Weissenbach Julia, Ilhan Judith, Bogumil David, Hülter Nils, Stucken Karina, Dagan Tal
Institute of General Microbiology, Christian-Albrechts University of Kiel, Am Botanischen Garten 11, Kiel, Germany.
Genome Biol Evol. 2017 Jan 1;9(1):241-252. doi: 10.1093/gbe/evw287.
Chaperonins promote protein folding and are known to play a role in the maintenance of cellular stability under stress conditions. The group I bacterial chaperonin complex comprises GroEL, that forms a barrel-like oligomer, and GroES that forms the lid. In most eubacteria the GroES/GroEL chaperonin is encoded by a single-copy bicistronic operon, whereas in cyanobacteria up to three groES/groEL paralogs have been documented. Here we study the evolution and functional diversification of chaperonin paralogs in the heterocystous, multi-seriate filament forming cyanobacterium Chlorogloeopsis fritschii PCC 6912. The genome of C. fritschii encodes two groES/groEL operons (groESL1, groESL1.2) and a monocistronic groEL gene (groEL2). A phylogenetic reconstruction reveals that the groEL2 duplication is as ancient as cyanobacteria, whereas the groESL1.2 duplication occurred at the ancestor of heterocystous cyanobacteria. A comparison of the groEL paralogs transcription levels under different growth conditions shows that they have adapted distinct transcriptional regulation. Our results reveal that groEL1 and groEL1.2 are upregulated during diazotrophic conditions and the localization of their promoter activity points towards a role in heterocyst differentiation. Furthermore, protein-protein interaction assays suggest that paralogs encoded in the two operons assemble into hybrid complexes. The monocistronic encoded GroEL2 is not forming oligomers nor does it interact with the co-chaperonins. Interaction between GroES1.2 and GroEL1.2 could not be documented, suggesting that the groESL1.2 operon does not encode a functional chaperonin complex. Functional complementation experiments in Escherichia coli show that only GroES1/GroEL1 and GroES1/GroEL1.2 can substitute the native operon. In summary, the evolutionary consequences of chaperonin duplication in cyanobacteria include the retention of groESL1 as a housekeeping gene, subfunctionalization of groESL1.2 and neofunctionalization of the monocistronic groEL2 paralog.

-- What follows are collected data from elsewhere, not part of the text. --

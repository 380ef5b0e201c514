//! Error taxonomy for the store boundary and the HTTP boundary.
//!
//! - [`StoreError`] is returned by every [`crate::domain::repositories::UrlStore`]
//!   implementation. Absence of a mapping is a structured [`StoreError::NotFound`]
//!   for all backends.
//! - [`AppError`] is returned by services and handlers and renders as a JSON
//!   error envelope `{ "error": "..." }`.

use axum::{
    Json,
    http::StatusCode,
    response::{IntoResponse, Response},
};
use serde::Serialize;
use thiserror::Error;

/// User-facing message for a short code with no stored mapping.
pub const NOT_FOUND_MESSAGE: &str = "no long url associated to this short url";

/// Message returned to clients for any storage fault.
const INTERNAL_MESSAGE: &str = "internal server error";

/// Failures raised by a URL store.
#[derive(Debug, Error)]
pub enum StoreError {
    /// No mapping exists for the requested code.
    #[error("{}", NOT_FOUND_MESSAGE)]
    NotFound,

    /// A mapping for this code is already stored. Never overwritten.
    #[error("short code `{code}` is already stored")]
    Conflict { code: String },

    /// The store was closed and no longer serves requests.
    #[error("store is closed")]
    Closed,

    /// The operation did not complete before its deadline.
    #[error("store operation `{operation}` timed out")]
    Timeout { operation: &'static str },

    /// The database rejected or failed the operation.
    #[error("store operation `{operation}` failed for code `{code}`: {source}")]
    Database {
        operation: &'static str,
        code: String,
        #[source]
        source: sqlx::Error,
    },

    /// The connection pool could not be created.
    #[error("unable to create connection pool: {0}")]
    Connect(#[source] sqlx::Error),

    /// Schema migrations failed to apply.
    #[error("failed to apply migrations: {0}")]
    Migrate(#[from] sqlx::migrate::MigrateError),
}

/// Application error returned by services and HTTP handlers.
#[derive(Debug, Error)]
pub enum AppError {
    /// Malformed client input, such as an unparsable request body.
    #[error("{0}")]
    Validation(String),

    /// The short code has no associated long URL.
    #[error("{}", NOT_FOUND_MESSAGE)]
    NotFound,

    /// Any failure reaching or using the store.
    #[error("storage failure: {0}")]
    Storage(#[source] StoreError),

    /// The stored target cannot be sent back as a redirect location.
    #[error("invalid redirect target: {0}")]
    InvalidTarget(String),
}

impl From<StoreError> for AppError {
    fn from(err: StoreError) -> Self {
        match err {
            StoreError::NotFound => AppError::NotFound,
            other => AppError::Storage(other),
        }
    }
}

impl From<serde_json::Error> for AppError {
    fn from(err: serde_json::Error) -> Self {
        AppError::Validation(format!("invalid request body: {err}"))
    }
}

/// JSON error envelope.
#[derive(Debug, Serialize)]
pub struct ErrorBody {
    pub error: String,
}

impl IntoResponse for AppError {
    fn into_response(self) -> Response {
        let (status, message) = match self {
            AppError::Validation(message) => (StatusCode::BAD_REQUEST, message),
            AppError::NotFound => (StatusCode::NOT_FOUND, NOT_FOUND_MESSAGE.to_string()),
            AppError::Storage(err) => {
                tracing::error!(error = %err, "storage failure");
                (StatusCode::INTERNAL_SERVER_ERROR, INTERNAL_MESSAGE.to_string())
            }
            AppError::InvalidTarget(reason) => {
                tracing::error!(%reason, "stored long url is not a valid location header");
                (StatusCode::INTERNAL_SERVER_ERROR, INTERNAL_MESSAGE.to_string())
            }
        };

        (status, Json(ErrorBody { error: message })).into_response()
    }
}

伴侣蛋白促进蛋白质折叠,并且已知在应激条件下维持细胞稳定性方面发挥作用。第一类细菌伴侣蛋白复合体由形成桶状寡聚体的GroEL和形成盖子的GroES组成。在大多数真细菌中,GroES/GroEL伴侣蛋白由单拷贝双顺反子操纵子编码,而在蓝细菌中,已记录到多达三个groES/groEL旁系同源物。在这里,我们研究了异形、多列丝状蓝细菌弗里氏绿球藻PCC 6912中伴侣蛋白旁系同源物的进化和功能多样化。弗里氏绿球藻的基因组编码两个groES/groEL操纵子(groESL1、groESL1.2)和一个单顺反子groEL基因(groEL2)。系统发育重建表明,groEL2的复制与蓝细菌一样古老,而groESL1.2的复制发生在异形蓝细菌的祖先时期。对不同生长条件下groEL旁系同源物转录水平的比较表明,它们具有不同的转录调控。我们的结果表明,groEL1和groEL1.2在固氮条件下上调,其启动子活性的定位表明它们在异形胞分化中起作用。此外,蛋白质-蛋白质相互作用分析表明,两个操纵子中编码的旁系同源物组装成杂合复合体。单顺反子编码的GroEL2不形成寡聚体,也不与共伴侣蛋白相互作用。无法证明GroES1.2和GroEL1.2之间存在相互作用,这表明groESL1.2操纵子不编码功能性伴侣蛋白复合体。在大肠杆菌中的功能互补实验表明,只有GroES1/GroEL1和GroES1/GroEL1.2可以替代天然操纵子。总之,蓝细菌中伴侣蛋白复制的进化后果包括将groESL1保留为管家基因,groESL1.2的亚功能化和单顺反子groEL2旁系同源物的新功能化。